Aunt May died in 1966 over in Hounslow, west London. She would have known about the Lenin link as a memorial was unveiled to honour him in the bombed out Holford Square in 1942. Pathe News recorded the auspicious occasion - the severity of the bomb damage is very much visible - watch it here.

Maybe it always pays to know your neighbours!

*My thanks to those individuals and organisations whose material is referenced here.

Monday, 6 February 2012

Edmund Bambridge - missing man

I recently subscribed to the fantastic online resource that is The British Newspaper Archive. It's very straightforward: search by name, event, date, locality or topic among old newspapers dating back centuries.

Firstly, I searched the Norfolk papers for mentions of my Bates and Dunnell ancestors. Not much there it seems, probably because they were law abiding folk!

Then I searched for Bambridge, one of the unusual names in my tree. And I found a very interesting article from 16 May 1795 edition of The Norfolk Chronicle.

"Absconded from his wife and family, Edmund Bambridge of the Parish of Stody, by trade a Bricklayer, about 45 years of age, five feet six or seven inches high, grey eyes, brown hair, bald upon the forehead, had on when he went away a blue coat and fustian jacket. Whoever will give information about the said E. Bambridge to the Overseers of the said Parish, shall be rewarded for their trouble. N.B. If he shall return he shall be received without punishment. Dated 13 May 1795, Stody"

A shiver went down my spine upon reading this for the first time. Edmund was my direct ancestor and when he went missing his wife would have had 5 or 6 small children at home, the others having already left home and got married.

I checked my family tree and confirmed that Edmund Bambridge was buried in Stody (see church below) in 1815 aged 65 years. So he must have returned at some point to his native village.
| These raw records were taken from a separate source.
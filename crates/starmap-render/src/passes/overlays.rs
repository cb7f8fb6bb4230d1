use starmap_engine::coords::Vec2;
use starmap_engine::paint::Color;
use starmap_engine::path::Path;
use starmap_engine::surface::Surface;
use starmap_engine::text::TextAnchor;

use crate::context::RenderContext;
use crate::error::RenderError;
use crate::geometry;
use crate::model::{SectorStatus, World};

use super::worlds::glyph_frame;

/// Half height of the homeworld triangle and the ancients diamond.
const GLYPH_SIZE: f32 = 0.1;

/// Alpha of the review tint and the unofficial dimming.
const STATUS_ALPHA: u8 = 128;

const OFFICIAL_TINT: Color = Color::rgb(0x00, 0xc0, 0x00);
const IN_REVIEW_TINT: Color = Color::rgb(0xff, 0xa5, 0x00);
const APOCRYPHAL_TINT: Color = Color::rgb(0xff, 0x00, 0xff);
const UNREVIEWED_TINT: Color = Color::rgb(0xff, 0x00, 0x00);

/// Droyne or Chirper glyph letter for `world`, if any.
fn droyne_chirper_glyph(world: &World) -> Option<&'static str> {
    if world.has_remark("Dw") || world.sophonts().any(|s| s == "Droy") {
        Some("D")
    } else if world.sophonts().any(|s| s == "Chir") {
        Some("C")
    } else {
        None
    }
}

pub(super) fn droyne_chirper(ctx: &RenderContext<'_>, s: &mut dyn Surface) -> Result<(), RenderError> {
    let e = &ctx.style.droyne_worlds;
    if !e.visible {
        return Ok(());
    }
    for world in ctx.selector.worlds() {
        let Some(glyph) = droyne_chirper_glyph(world) else {
            continue;
        };
        let mut g = glyph_frame(ctx, s, world);
        g.draw_text(glyph, &e.font, e.position, TextAnchor::Center, e.text_color);
    }
    Ok(())
}

pub(super) fn minor_homeworlds(ctx: &RenderContext<'_>, s: &mut dyn Surface) -> Result<(), RenderError> {
    let e = &ctx.style.minor_homeworlds;
    if !e.visible {
        return Ok(());
    }
    let h = GLYPH_SIZE;
    let w = h * 3f32.sqrt() / 2.0;
    let triangle = Path::polygon(&[
        e.position + Vec2::new(0.0, -h),
        e.position + Vec2::new(w, h / 2.0),
        e.position + Vec2::new(-w, h / 2.0),
    ]);
    for world in ctx.selector.worlds() {
        if !world.is_minor_homeworld() {
            continue;
        }
        let mut g = glyph_frame(ctx, s, world);
        g.stroke_path(&triangle, &e.pen);
    }
    Ok(())
}

pub(super) fn ancients(ctx: &RenderContext<'_>, s: &mut dyn Surface) -> Result<(), RenderError> {
    let e = &ctx.style.ancients_worlds;
    if !e.visible {
        return Ok(());
    }
    let h = GLYPH_SIZE;
    let diamond = Path::polygon(&[
        e.position + Vec2::new(0.0, -h),
        e.position + Vec2::new(h, 0.0),
        e.position + Vec2::new(0.0, h),
        e.position + Vec2::new(-h, 0.0),
    ]);
    for world in ctx.selector.worlds() {
        if !world.has_remark("An") {
            continue;
        }
        let mut g = glyph_frame(ctx, s, world);
        g.fill_path(&diamond, e.fill_color);
    }
    Ok(())
}

pub(super) fn status_tint(status: SectorStatus) -> Color {
    match status {
        SectorStatus::Official => OFFICIAL_TINT,
        SectorStatus::InReview => IN_REVIEW_TINT,
        SectorStatus::Apocryphal => APOCRYPHAL_TINT,
        SectorStatus::Unreviewed => UNREVIEWED_TINT,
    }
    .with_alpha(STATUS_ALPHA)
}

/// Tints each sector by review status and, on request, dims the unofficial
/// ones.
pub(super) fn review_status(ctx: &RenderContext<'_>, s: &mut dyn Surface) -> Result<(), RenderError> {
    let style = ctx.style;
    let tint = style.review_status.visible;
    if !tint && !style.dim_unofficial_sectors {
        return Ok(());
    }
    for sector in ctx.selector.sectors() {
        let status = sector.status();
        let outline = geometry::sector_clip_path(sector.x, sector.y, style.micro_border_style);
        if tint {
            s.fill_path(&outline, status_tint(status));
        }
        if style.dim_unofficial_sectors && status != SectorStatus::Official {
            s.fill_path(&outline, style.background_color.with_alpha(STATUS_ALPHA));
        }
    }
    Ok(())
}
//! Logging utilities.
//!
//! This module centralizes logger initialization. Library code only talks to
//! the `log` facade; binaries call [`init_logging`] once at startup.

mod init;

pub use init::{init_logging, LoggingConfig};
Thanks to the British Newspaper Archive I have an intriguing story about a direct ancestor. And I now know what he looked like, what he did for a living and that he suffered from male pattern baldness! It seems he was also loved, or at least that is what I summise from the comment about returning home without punishment.

Wednesday, 27 April 2011

Bates

Most people know at least one person with my surname - in my life, I've gone to school with, lived next door to and worked with people called Bates. Movie stars and authors boast the name. At least two of my close friends have Bates ancestors (I've done their trees). But none of us is related.

I know this because I have traced my Bates line back nine generations to Joseph Bates who lived in Great Witchingham, Norfolk. To find a possible link to any other living Bates* I have to go back five generations: my great x 3 grandfather William had two older brothers, and the male offspring of the elder brother were producing male Bateses into the 20th century.
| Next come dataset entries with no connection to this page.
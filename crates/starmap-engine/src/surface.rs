//! The 2D drawing surface abstraction.
//!
//! Every pass of the tile renderer draws through `&mut dyn Surface`. Two
//! implementations exist: [`crate::scene::DrawList`] records commands (used for
//! inspection and tests) and [`crate::raster::Canvas`] rasterizes them.
//!
//! State model:
//! - a current transform, mapping drawing space to device pixels
//! - a current clip, only ever narrowed
//! - a save stack; `restore` returns both to the last `save`
//!
//! Prefer [`Saved`] over bare `save`/`restore` pairs: the guard restores on
//! every exit path, early returns included.

use core::ops::{Deref, DerefMut};

use crate::coords::{Affine, Rect, Vec2};
use crate::paint::{Color, Pen};
use crate::path::Path;
use crate::raster::Bitmap;
use crate::text::{FontSpec, TextAnchor};

pub trait Surface {
    /// Pushes the current transform and clip.
    fn save(&mut self);

    /// Pops the state pushed by the matching [`save`](Surface::save).
    fn restore(&mut self);

    /// Number of unmatched `save` calls.
    fn depth(&self) -> usize;

    fn transform(&self) -> Affine;

    fn set_transform(&mut self, m: Affine);

    /// Narrows the clip to the intersection with `path` (in drawing space).
    fn clip_path(&mut self, path: &Path);

    fn fill_path(&mut self, path: &Path, color: Color);

    fn stroke_path(&mut self, path: &Path, pen: &Pen);

    /// Draws one line of text; `at` is the `anchor` point of its box.
    fn draw_text(&mut self, text: &str, font: &FontSpec, at: Vec2, anchor: TextAnchor, color: Color);

    /// Size of the single-line box of `text`, in drawing-space units.
    fn measure_text(&self, text: &str, font: &FontSpec) -> Vec2;

    /// Draws `image` stretched into `dest`.
    fn draw_image(&mut self, image: &Bitmap, dest: Rect, opacity: f32);

    /// Labels the commands that follow. No-op for rasterizing backends.
    fn insert_debug_marker(&mut self, _label: &str) {}

    // ── provided ──────────────────────────────────────────────────────────

    /// Applies `m` before the current transform.
    fn concat(&mut self, m: Affine) {
        let t = self.transform().pre_concat(m);
        self.set_transform(t);
    }

    fn translate(&mut self, dx: f32, dy: f32) {
        self.concat(Affine::translate(dx, dy));
    }

    fn scale(&mut self, sx: f32, sy: f32) {
        self.concat(Affine::scale(sx, sy));
    }

    fn rotate(&mut self, degrees: f32) {
        if degrees != 0.0 {
            self.concat(Affine::rotate(degrees));
        }
    }

    fn clip_rect(&mut self, rect: Rect) {
        self.clip_path(&Path::rect(rect));
    }

    fn fill_rect(&mut self, rect: Rect, color: Color) {
        self.fill_path(&Path::rect(rect), color);
    }

    fn fill_ellipse(&mut self, rect: Rect, color: Color) {
        self.fill_path(&Path::ellipse(rect), color);
    }

    fn stroke_ellipse(&mut self, rect: Rect, pen: &Pen) {
        self.stroke_path(&Path::ellipse(rect), pen);
    }

    fn draw_line(&mut self, a: Vec2, b: Vec2, pen: &Pen) {
        self.stroke_path(&Path::line(a, b), pen);
    }
}

/// Scoped save/restore.
///
/// Creating the guard saves the surface state; dropping it restores it. The
/// guard dereferences to the surface, so drawing goes through it directly:
///
/// ```ignore
/// let mut g = Saved::new(surface);
/// g.translate(center.x, center.y);
/// g.fill_ellipse(rect, color);
/// // restored here
/// ```
pub struct Saved<'a> {
    surface: &'a mut dyn Surface,
}

impl<'a> Saved<'a> {
    pub fn new(surface: &'a mut dyn Surface) -> Self {
        surface.save();
        Self { surface }
    }
}

impl<'a> Deref for Saved<'a> {
    type Target = dyn Surface + 'a;

    fn deref(&self) -> &Self::Target {
        self.surface
    }
}

impl<'a> DerefMut for Saved<'a> {
    fn deref_mut(&mut self) -> &mut Self::Target {
        self.surface
    }
}

impl Drop for Saved<'_> {
    fn drop(&mut self) {
        self.surface.restore();
    }
}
Since I started researching my family history way back in 1987, it was clear that Joseph Bates was at the top of the tree - in 24 years I've not been able to establish where he came from. Until today! I need to check the registers as the information has been gleaned from Archdeacons Transcripts (ATs) available free online at FamilySearch.org but the information makes sense...
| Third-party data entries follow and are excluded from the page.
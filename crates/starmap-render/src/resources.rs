//! Background and world images.
//!
//! The cache knows a fixed set of names. [`ResourceCache::ensure_loaded`]
//! records where each one lives exactly once; pixels are decoded the first
//! time a pass asks for them and kept for the life of the cache. A missing or
//! corrupt file therefore only fails the pass that draws it.

use std::collections::HashMap;
use std::path::{Path, PathBuf};
use std::sync::{Arc, Mutex, PoisonError};

use state::InitCell;

use starmap_engine::coords::Rect;
use starmap_engine::raster::Bitmap;

use crate::error::ResourceError;

pub const BACKGROUND_IMAGES: [&str; 4] = ["Nebula", "Galaxy", "Galaxy_Gray", "Rifts"];

pub const WORLD_IMAGES: [&str; 12] = [
    "Hyd0", "Hyd1", "Hyd2", "Hyd3", "Hyd4", "Hyd5", "Hyd6", "Hyd7", "Hyd8", "Hyd9", "HydA", "Belt",
];

/// World rectangle the galaxy backdrop is stretched over.
pub const GALAXY_RECT: Rect = Rect::new(-18257.0, -26234.0, 36551.0, 32462.0);

/// World rectangle of the rift overlay.
pub const RIFT_RECT: Rect = Rect::new(-1374.0, -827.0, 2769.0, 1754.0);

/// Extensions probed in order when recording a location.
const EXTENSIONS: [&str; 4] = ["png", "jpg", "jpeg", "svg"];

pub struct ResourceCache {
    root: PathBuf,
    locations: InitCell<HashMap<&'static str, PathBuf>>,
    decoded: Mutex<HashMap<&'static str, Arc<Bitmap>>>,
}

static SHARED: InitCell<ResourceCache> = InitCell::new();

impl ResourceCache {
    pub fn new(root: impl Into<PathBuf>) -> Self {
        Self {
            root: root.into(),
            locations: InitCell::new(),
            decoded: Mutex::new(HashMap::new()),
        }
    }

    /// Process-wide cache. The first caller's `root` wins; later roots are ignored.
    pub fn shared(root: &Path) -> &'static ResourceCache {
        let cache = SHARED.get_or_init(|| ResourceCache::new(root));
        if cache.root != root {
            log::debug!(
                "shared resource cache already rooted at {}, ignoring {}",
                cache.root.display(),
                root.display()
            );
        }
        cache
    }

    #[inline]
    pub fn root(&self) -> &Path {
        &self.root
    }

    /// Records image locations. Runs once; concurrent first callers wait for it.
    pub fn ensure_loaded(&self) {
        self.locations.get_or_init(|| {
            let map: HashMap<_, _> = BACKGROUND_IMAGES
                .iter()
                .chain(WORLD_IMAGES.iter())
                .map(|&name| (name, self.locate(name)))
                .collect();
            log::debug!("resource locations recorded under {}", self.root.display());
            map
        });
    }

    #[inline]
    pub fn is_loaded(&self) -> bool {
        self.locations.try_get().is_some()
    }

    /// Where `name` is read from, once [`ensure_loaded`](Self::ensure_loaded) ran.
    pub fn location(&self, name: &str) -> Option<&Path> {
        self.locations.try_get()?.get(name).map(PathBuf::as_path)
    }

    /// Decoded image for `name`, decoding on first use.
    pub fn get(&self, name: &str) -> Result<Arc<Bitmap>, ResourceError> {
        self.ensure_loaded();
        let Some((&key, path)) = self
            .locations
            .try_get()
            .and_then(|m| m.get_key_value(name))
        else {
            return Err(ResourceError::Unknown(name.to_owned()));
        };

        if let Some(hit) = self.lock().get(key) {
            return Ok(Arc::clone(hit));
        }

        // Decode outside the lock; a racing decode of the same image is harmless.
        let bitmap = Bitmap::load(path).map_err(|source| ResourceError::Decode {
            name: name.to_owned(),
            source,
        })?;
        log::debug!("decoded {name} ({}x{})", bitmap.width(), bitmap.height());
        let mut decoded = self.lock();
        Ok(Arc::clone(decoded.entry(key).or_insert_with(|| Arc::new(bitmap))))
    }

    fn lock(&self) -> std::sync::MutexGuard<'_, HashMap<&'static str, Arc<Bitmap>>> {
        self.decoded.lock().unwrap_or_else(PoisonError::into_inner)
    }

    fn locate(&self, name: &str) -> PathBuf {
        EXTENSIONS
            .iter()
            .map(|ext| self.root.join(format!("{name}.{ext}")))
            .find(|p| p.is_file())
            .unwrap_or_else(|| self.root.join(format!("{name}.png")))
    }
}

impl std::fmt::Debug for ResourceCache {
    fn fmt(&self, f: &mut std::fmt::Formatter<'_>) -> std::fmt::Result {
        f.debug_struct("ResourceCache")
            .field("root", &self.root)
            .field("loaded", &self.is_loaded())
            .finish()
    }
}
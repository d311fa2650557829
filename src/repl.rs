use std::io::{BufRead, Write};

use kinefit_kinematics::KinematicModel;
use tracing::{debug, info};

use crate::report::PRECISION;

/// One line of user input.
#[derive(Debug, Clone, Copy, PartialEq)]
pub enum Command {
    /// `q`, any case.
    Quit,
    /// A parsed time. Not yet checked against the model domain.
    Query(f64),
    /// Neither a number nor `q`.
    Invalid,
}

/// Parses a line after trimming surrounding whitespace and lowercasing it.
pub fn parse_command(line: &str) -> Command {
    let line = line.trim().to_lowercase();
    if line == "q" {
        return Command::Quit;
    }
    match line.parse::<f64>() {
        Ok(t) => Command::Query(t),
        Err(_) => Command::Invalid,
    }
}

/// Prompts for times on `output` and answers them until `q` or end of input.
///
/// Times outside the model domain and unparseable lines are reported and the
/// loop keeps going.
pub fn run<R: BufRead, W: Write>(
    model: &KinematicModel,
    mut input: R,
    output: &mut W,
) -> anyhow::Result<()> {
    let domain = model.domain();
    let mut line = String::new();

    loop {
        write!(
            output,
            "Enter a time t (s) between {} and {}, or 'q' to quit: ",
            domain.start(),
            domain.end()
        )?;
        output.flush()?;

        line.clear();
        if input.read_line(&mut line)? == 0 {
            writeln!(output)?;
            info!("End of input reached, leaving query loop.");
            return Ok(());
        }

        match parse_command(&line) {
            Command::Quit => {
                writeln!(output, "Goodbye!")?;
                info!("Quit requested.");
                return Ok(());
            }
            Command::Query(t) => match model.evaluate(t) {
                Ok(state) => {
                    writeln!(output, "  a({:.3}) = {:.*} m/s^2", t, PRECISION, state.acceleration)?;
                    writeln!(output, "  v({:.3}) = {:.*} m/s", t, PRECISION, state.velocity)?;
                    writeln!(output, "  x({:.3}) = {:.*} m\n", t, PRECISION, state.position)?;
                }
                Err(e) => {
                    debug!(t, %e, "Rejected query.");
                    writeln!(
                        output,
                        "  -- Please enter a value between {} and {}.",
                        domain.start(),
                        domain.end()
                    )?;
                }
            },
            Command::Invalid => {
                debug!(input = line.trim(), "Unparseable query.");
                writeln!(
                    output,
                    "  -- Invalid input. Type a number (e.g. 0.12) or 'q' to quit."
                )?;
            }
        }
    }
}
Tree-topping 'Joseph Beates' married Hannah Miller at a central Norwich church in 1736, both parties noted as 'of Great Witchingham', and their only child John Bates was baptised in Great Witchingham in 1738. Hannah died when her son was very small as Joseph took a second wife, Sarah Fuller, at Great Witchingham in 1739, going on to have eight children with her. Joseph died in 1766, Sarah in 1769.

It appears that the tree-topper was baptised at Felthorpe, Norfolk on 10 January 1707/08, the son of Joseph and Mary Bates. Felthorpe is close to Great Witchingham and the age would fit. Also, John (born 1738) is documented in various sources as owning property and land in Felthorpe, assets that he could have inherited (wills and court rolls need to be checked).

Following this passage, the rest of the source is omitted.